The Department of Health says that "within three years all NHS Trusts will become Foundation Trusts". As any NHS trust will tell you, a three year timetable is extremely ambitious, if not impossible. To be authorised as a Foundation Trust a trust has to prove that it has the financial stability to be able to handle its budget independently of the government.
The problem is that this is not as simple as it may seem. Hospital trusts have budgets in the hundreds of millions. Unlike the existing 129 Foundation Trusts, who were authorised at a time when there was adequate money in the NHS, the remaining 120 or so trusts will be subject to rather savage funding cuts. The scandal at Mid Staffs occurred because (at a time of adequate NHS funding) they had to make efficiencies to meet the FT finance governance tests, and they allowed care quality to slip. In response to this, the authorisation tests were tightened to include quality measures too.
In times of adequate funding, the FT authorisation tests were tough, at a time of savage cuts in the NHS they are likely to be impossible. The government says that there is no option: NHS (acute hospital) Trusts will not exist in 2013. There seems to be only one way to square this circle: relax the criteria. Clearly, since there will be a shortage of money, it will be impossible to relax the financial governance criteria. So the only possible solution is that the care quality criteria will be relaxed. Basically, if your local hospital is an NHS Trust (ie, not a Foundation Trust) it will mean that in the next three years the deminishing numbers of managers will be desperately making cuts to try and keep to the squeezed budget and your care will suffer. There will be fewer clinical staff and waiting lists will lengthen.

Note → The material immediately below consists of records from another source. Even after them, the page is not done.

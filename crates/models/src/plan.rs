use crate::{Id, ShardId, StepKind, StoreClass, TopologyVersion};
use serde::{Deserialize, Serialize};
use std::collections::BTreeSet;

/// StepId identifies a single expanded `Step` within a `Plan`: the request's
/// named step, expanded onto one concrete shard.
#[derive(Debug, Clone, PartialEq, Eq, PartialOrd, Ord, Hash, Serialize, Deserialize)]
pub struct StepId {
    pub step_id: String,
    pub shard: ShardId,
}

impl std::fmt::Display for StepId {
    fn fmt(&self, f: &mut std::fmt::Formatter<'_>) -> std::fmt::Result {
        write!(f, "{}@{}", self.step_id, self.shard)
    }
}

/// Step is a single schema or data operation against one shard, placed in a
/// stage of the Plan's DAG.
#[derive(Debug, Clone, Serialize, Deserialize)]
pub struct Step {
    pub id: StepId,
    pub kind: StepKind,
    pub payload_ref: String,
    pub dependencies: BTreeSet<StepId>,
    pub estimated_items: Option<u64>,
}

/// Plan is the materialized DAG of Steps derived from a `MigrationRequest`
/// plus the `Topology` snapshot current at admission time.
#[derive(Debug, Clone, Serialize, Deserialize)]
pub struct Plan {
    pub request_id: Id,
    pub store_class: StoreClass,
    pub topology_version: TopologyVersion,
    /// Steps grouped into stages by topological level. All steps of stage N
    /// complete before any step of stage N+1 starts; steps within a stage
    /// have no dependency on one another and may run in parallel.
    pub stages: Vec<Stage>,
    /// Stable hash of plan structure, used to detect that a stored Plan no
    /// longer matches what replanning would produce.
    pub digest: String,
}

#[derive(Debug, Clone, Serialize, Deserialize)]
pub struct Stage {
    pub steps: Vec<Step>,
}

impl Plan {
    pub fn step_count(&self) -> usize {
        self.stages.iter().map(|s| s.steps.len()).sum()
    }

    pub fn steps(&self) -> impl Iterator<Item = &Step> {
        self.stages.iter().flat_map(|s| s.steps.iter())
    }

    pub fn find(&self, id: &StepId) -> Option<&Step> {
        self.steps().find(|s| &s.id == id)
    }
}
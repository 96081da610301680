use crate::{Id, ShardId};
use chrono::{DateTime, Utc};
use serde::{Deserialize, Serialize};

#[derive(Debug, Clone, Copy, PartialEq, Eq, Serialize, Deserialize)]
#[serde(rename_all = "snake_case")]
pub enum ShardProgressStatus {
    Pending,
    Running,
    Completed,
    Failed,
    Skipped,
}

impl std::fmt::Display for ShardProgressStatus {
    fn fmt(&self, f: &mut std::fmt::Formatter<'_>) -> std::fmt::Result {
        let s = match self {
            ShardProgressStatus::Pending => "pending",
            ShardProgressStatus::Running => "running",
            ShardProgressStatus::Completed => "completed",
            ShardProgressStatus::Failed => "failed",
            ShardProgressStatus::Skipped => "skipped",
        };
        f.write_str(s)
    }
}

#[cfg(feature = "sqlx-support")]
impl sqlx::Type<sqlx::Postgres> for ShardProgressStatus {
    fn type_info() -> sqlx::postgres::PgTypeInfo {
        <String as sqlx::Type<sqlx::Postgres>>::type_info()
    }
}

#[cfg(feature = "sqlx-support")]
impl sqlx::Encode<'_, sqlx::Postgres> for ShardProgressStatus {
    fn encode_by_ref(
        &self,
        buf: &mut sqlx::postgres::PgArgumentBuffer,
    ) -> sqlx::encode::IsNull {
        sqlx::Encode::<sqlx::Postgres>::encode(self.to_string(), buf)
    }
}

#[cfg(feature = "sqlx-support")]
impl<'r> sqlx::Decode<'r, sqlx::Postgres> for ShardProgressStatus {
    fn decode(value: sqlx::postgres::PgValueRef<'r>) -> Result<Self, sqlx::error::BoxDynError> {
        let s = <String as sqlx::Decode<sqlx::Postgres>>::decode(value)?;
        use ShardProgressStatus::*;
        Ok(match s.as_str() {
            "pending" => Pending,
            "running" => Running,
            "completed" => Completed,
            "failed" => Failed,
            "skipped" => Skipped,
            other => return Err(format!("unrecognized shard progress status {other:?}").into()),
        })
    }
}

/// ShardProgress is the durable execution record of one (migration, step,
/// shard) triple. `last_checkpoint` is an opaque, shard-local cursor that
/// the Batch Pump resumes from after a crash; it is only ever advanced
/// after the batch it names has been durably applied at the target (see
/// the Store Driver Contract, §4.2).
#[derive(Debug, Clone, Serialize, Deserialize)]
pub struct ShardProgress {
    pub migration_id: Id,
    pub step_id: String,
    pub shard: ShardId,
    pub status: ShardProgressStatus,
    pub items_processed: u64,
    pub total_items: Option<u64>,
    pub last_checkpoint: Option<String>,
    pub started_at: Option<DateTime<Utc>>,
    pub ended_at: Option<DateTime<Utc>>,
    pub error: Option<String>,
    pub version: i64,
}

impl ShardProgress {
    pub fn new(migration_id: Id, step_id: impl Into<String>, shard: ShardId) -> Self {
        Self {
            migration_id,
            step_id: step_id.into(),
            shard,
            status: ShardProgressStatus::Pending,
            items_processed: 0,
            total_items: None,
            last_checkpoint: None,
            started_at: None,
            ended_at: None,
            error: None,
            version: 0,
        }
    }

    pub fn is_complete_or_skipped(&self) -> bool {
        matches!(
            self.status,
            ShardProgressStatus::Completed | ShardProgressStatus::Skipped
        )
    }
}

After Mid Staffs we all hoped that such conditions would never happen again, instead the likelihood is that it will happen to at least one hospital in the next three years, and probably with worse consequences. The frightening thing is that it could be your local NHS hospital.
Incidentally, if your local hospital is already a Foundation Trust then they too are unlikely to continue to give high quality care. The reason is that they will be subject to the same straitened financial conditions and to balance their books they will have to compromise the quality of care. But, you ask, surely this will mean that they would be in breach of their FT authorisation? Indeed, and before Lansley got his greasy paws on the NHS such hospitals would be put on the equivalent of the NHS "naughty step" by being de-authorised as a FT and have the privileges of autonomy of their finances taken away. However, Lansley has said that he will legislate to remove the ability of de-authorising trusts. This means that once a trust is a Foundation Trust whatever it does it will always be a Foundation Trust.
It used to be the case that authorisation as a Foundation Trust was an accolade but now it appears to be precisely the opposite.